Directions: Give back exactly the first lines of the entries below, through the line with "use crate::access::Author;".

*** Opening of Given information ***

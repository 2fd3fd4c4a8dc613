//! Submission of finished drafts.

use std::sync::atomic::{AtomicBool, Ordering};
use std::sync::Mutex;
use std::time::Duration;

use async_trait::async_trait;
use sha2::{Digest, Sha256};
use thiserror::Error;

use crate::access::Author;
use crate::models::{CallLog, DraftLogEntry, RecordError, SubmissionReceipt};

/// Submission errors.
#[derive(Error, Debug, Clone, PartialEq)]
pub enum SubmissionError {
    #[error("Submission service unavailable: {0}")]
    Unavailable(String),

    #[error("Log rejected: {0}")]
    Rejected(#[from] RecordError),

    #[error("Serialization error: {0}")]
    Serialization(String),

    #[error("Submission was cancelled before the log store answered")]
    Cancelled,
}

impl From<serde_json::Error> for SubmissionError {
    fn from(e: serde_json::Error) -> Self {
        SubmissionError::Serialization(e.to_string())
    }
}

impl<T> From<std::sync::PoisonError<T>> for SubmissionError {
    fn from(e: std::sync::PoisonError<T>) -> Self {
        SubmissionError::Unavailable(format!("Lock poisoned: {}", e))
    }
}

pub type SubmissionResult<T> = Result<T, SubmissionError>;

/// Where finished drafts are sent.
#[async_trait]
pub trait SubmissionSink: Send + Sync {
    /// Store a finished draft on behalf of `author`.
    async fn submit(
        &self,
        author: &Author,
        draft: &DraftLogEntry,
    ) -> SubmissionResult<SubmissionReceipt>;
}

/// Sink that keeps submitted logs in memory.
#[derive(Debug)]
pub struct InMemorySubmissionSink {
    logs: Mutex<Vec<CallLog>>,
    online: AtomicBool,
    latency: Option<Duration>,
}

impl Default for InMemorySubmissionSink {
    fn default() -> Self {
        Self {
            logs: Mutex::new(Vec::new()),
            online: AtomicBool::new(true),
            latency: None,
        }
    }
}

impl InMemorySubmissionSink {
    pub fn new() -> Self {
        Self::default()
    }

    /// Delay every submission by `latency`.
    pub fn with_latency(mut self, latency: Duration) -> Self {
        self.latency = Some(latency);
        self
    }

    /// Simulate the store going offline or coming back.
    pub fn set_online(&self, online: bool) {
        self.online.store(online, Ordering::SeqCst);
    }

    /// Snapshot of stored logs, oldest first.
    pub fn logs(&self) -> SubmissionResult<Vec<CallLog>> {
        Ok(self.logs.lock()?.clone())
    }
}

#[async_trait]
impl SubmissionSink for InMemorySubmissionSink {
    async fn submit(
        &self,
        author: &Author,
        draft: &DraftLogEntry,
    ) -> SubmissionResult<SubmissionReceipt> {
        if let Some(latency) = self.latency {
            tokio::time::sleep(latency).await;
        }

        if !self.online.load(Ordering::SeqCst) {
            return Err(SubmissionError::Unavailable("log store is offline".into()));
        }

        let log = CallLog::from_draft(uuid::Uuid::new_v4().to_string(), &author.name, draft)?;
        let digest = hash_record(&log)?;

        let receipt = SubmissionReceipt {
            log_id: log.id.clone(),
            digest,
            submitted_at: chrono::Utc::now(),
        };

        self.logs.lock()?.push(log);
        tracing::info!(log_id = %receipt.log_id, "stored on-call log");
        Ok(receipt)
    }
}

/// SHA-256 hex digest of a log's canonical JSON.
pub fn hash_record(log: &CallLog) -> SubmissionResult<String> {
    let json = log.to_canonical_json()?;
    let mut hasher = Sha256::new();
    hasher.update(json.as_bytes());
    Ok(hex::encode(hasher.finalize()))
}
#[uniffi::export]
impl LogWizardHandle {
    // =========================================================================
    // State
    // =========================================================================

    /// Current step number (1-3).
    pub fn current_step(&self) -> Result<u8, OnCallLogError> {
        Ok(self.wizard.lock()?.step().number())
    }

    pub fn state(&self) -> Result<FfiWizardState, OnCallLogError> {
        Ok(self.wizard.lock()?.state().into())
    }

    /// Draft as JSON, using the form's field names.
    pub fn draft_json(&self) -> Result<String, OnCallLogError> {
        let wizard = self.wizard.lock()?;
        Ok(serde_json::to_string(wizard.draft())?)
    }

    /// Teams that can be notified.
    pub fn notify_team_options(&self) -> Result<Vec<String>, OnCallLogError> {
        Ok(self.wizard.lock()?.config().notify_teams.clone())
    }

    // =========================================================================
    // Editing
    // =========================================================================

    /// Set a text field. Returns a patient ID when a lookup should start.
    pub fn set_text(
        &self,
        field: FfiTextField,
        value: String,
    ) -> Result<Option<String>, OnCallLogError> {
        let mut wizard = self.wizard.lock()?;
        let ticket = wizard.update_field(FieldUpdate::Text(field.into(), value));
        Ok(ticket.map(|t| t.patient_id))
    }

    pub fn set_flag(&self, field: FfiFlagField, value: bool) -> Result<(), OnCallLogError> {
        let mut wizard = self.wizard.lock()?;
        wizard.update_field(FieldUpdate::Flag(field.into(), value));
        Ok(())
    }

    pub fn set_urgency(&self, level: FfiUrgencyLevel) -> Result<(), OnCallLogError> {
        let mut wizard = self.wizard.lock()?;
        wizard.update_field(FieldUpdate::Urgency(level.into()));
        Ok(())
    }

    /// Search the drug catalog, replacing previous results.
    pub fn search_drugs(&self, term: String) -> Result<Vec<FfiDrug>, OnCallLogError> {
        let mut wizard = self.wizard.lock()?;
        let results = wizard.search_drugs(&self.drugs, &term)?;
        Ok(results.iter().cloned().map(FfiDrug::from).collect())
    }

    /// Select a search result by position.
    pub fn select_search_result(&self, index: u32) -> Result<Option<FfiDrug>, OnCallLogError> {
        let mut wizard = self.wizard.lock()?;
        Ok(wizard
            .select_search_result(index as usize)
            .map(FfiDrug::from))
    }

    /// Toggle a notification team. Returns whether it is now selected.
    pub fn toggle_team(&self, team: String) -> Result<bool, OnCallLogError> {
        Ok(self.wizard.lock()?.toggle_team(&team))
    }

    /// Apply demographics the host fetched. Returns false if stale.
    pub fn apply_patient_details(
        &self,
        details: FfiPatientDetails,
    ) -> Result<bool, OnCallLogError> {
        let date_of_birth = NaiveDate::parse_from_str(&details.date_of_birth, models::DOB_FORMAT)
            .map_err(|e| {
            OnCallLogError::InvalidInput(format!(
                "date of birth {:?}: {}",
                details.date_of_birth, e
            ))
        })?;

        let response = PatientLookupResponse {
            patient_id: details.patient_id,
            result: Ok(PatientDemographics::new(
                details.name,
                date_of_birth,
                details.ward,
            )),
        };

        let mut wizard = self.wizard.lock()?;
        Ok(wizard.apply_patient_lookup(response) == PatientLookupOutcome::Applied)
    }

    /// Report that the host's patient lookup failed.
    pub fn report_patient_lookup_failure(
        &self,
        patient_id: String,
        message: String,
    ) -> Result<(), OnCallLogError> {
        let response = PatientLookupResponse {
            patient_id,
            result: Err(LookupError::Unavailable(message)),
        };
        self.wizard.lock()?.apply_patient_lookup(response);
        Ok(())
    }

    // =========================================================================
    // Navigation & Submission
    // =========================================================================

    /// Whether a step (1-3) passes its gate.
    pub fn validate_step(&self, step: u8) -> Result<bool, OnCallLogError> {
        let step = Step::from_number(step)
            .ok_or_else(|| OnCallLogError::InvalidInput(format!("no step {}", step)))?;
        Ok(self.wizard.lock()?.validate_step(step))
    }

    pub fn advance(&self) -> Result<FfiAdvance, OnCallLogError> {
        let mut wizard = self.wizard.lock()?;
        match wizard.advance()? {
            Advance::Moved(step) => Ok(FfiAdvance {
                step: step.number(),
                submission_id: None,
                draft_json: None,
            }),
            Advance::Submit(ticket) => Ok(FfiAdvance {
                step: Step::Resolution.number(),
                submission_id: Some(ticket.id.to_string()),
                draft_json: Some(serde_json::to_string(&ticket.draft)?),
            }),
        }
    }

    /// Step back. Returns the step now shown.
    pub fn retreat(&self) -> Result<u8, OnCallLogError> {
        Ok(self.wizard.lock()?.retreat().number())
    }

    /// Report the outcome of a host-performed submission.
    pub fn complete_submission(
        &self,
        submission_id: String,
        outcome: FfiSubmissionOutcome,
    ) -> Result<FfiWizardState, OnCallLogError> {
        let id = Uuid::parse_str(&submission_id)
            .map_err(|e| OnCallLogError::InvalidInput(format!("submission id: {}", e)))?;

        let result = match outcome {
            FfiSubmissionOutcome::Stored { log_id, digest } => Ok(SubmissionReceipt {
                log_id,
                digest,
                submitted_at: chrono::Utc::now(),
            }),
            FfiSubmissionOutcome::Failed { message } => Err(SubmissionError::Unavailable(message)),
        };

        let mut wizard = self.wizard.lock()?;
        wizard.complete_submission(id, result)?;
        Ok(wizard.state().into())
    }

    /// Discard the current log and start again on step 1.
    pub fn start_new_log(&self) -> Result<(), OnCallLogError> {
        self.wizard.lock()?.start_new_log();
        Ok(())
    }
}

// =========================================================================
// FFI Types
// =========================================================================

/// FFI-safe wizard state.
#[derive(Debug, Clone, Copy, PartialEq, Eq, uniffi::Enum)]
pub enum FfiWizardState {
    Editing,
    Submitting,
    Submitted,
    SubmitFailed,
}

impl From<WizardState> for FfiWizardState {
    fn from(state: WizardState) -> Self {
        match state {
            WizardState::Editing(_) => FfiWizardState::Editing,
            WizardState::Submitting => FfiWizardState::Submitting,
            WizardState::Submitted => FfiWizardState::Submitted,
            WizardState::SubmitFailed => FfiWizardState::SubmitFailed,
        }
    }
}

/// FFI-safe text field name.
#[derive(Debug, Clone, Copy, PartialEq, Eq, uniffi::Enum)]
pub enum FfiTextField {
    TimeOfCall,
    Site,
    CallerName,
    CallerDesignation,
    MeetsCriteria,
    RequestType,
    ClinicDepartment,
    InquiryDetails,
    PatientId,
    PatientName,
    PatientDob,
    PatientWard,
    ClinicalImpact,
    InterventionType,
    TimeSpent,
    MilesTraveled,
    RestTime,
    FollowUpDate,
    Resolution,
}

*** Close of Given information ***

Answer to this problem:
repository 2fd3fd4c4a8dc613
//! Submission of finished drafts.

use std::sync::atomic::{AtomicBool, Ordering};
use std::sync::Mutex;
use std::time::Duration;

use async_trait::async_trait;
use sha2::{Digest, Sha256};
use thiserror::Error;

use crate::access::Author;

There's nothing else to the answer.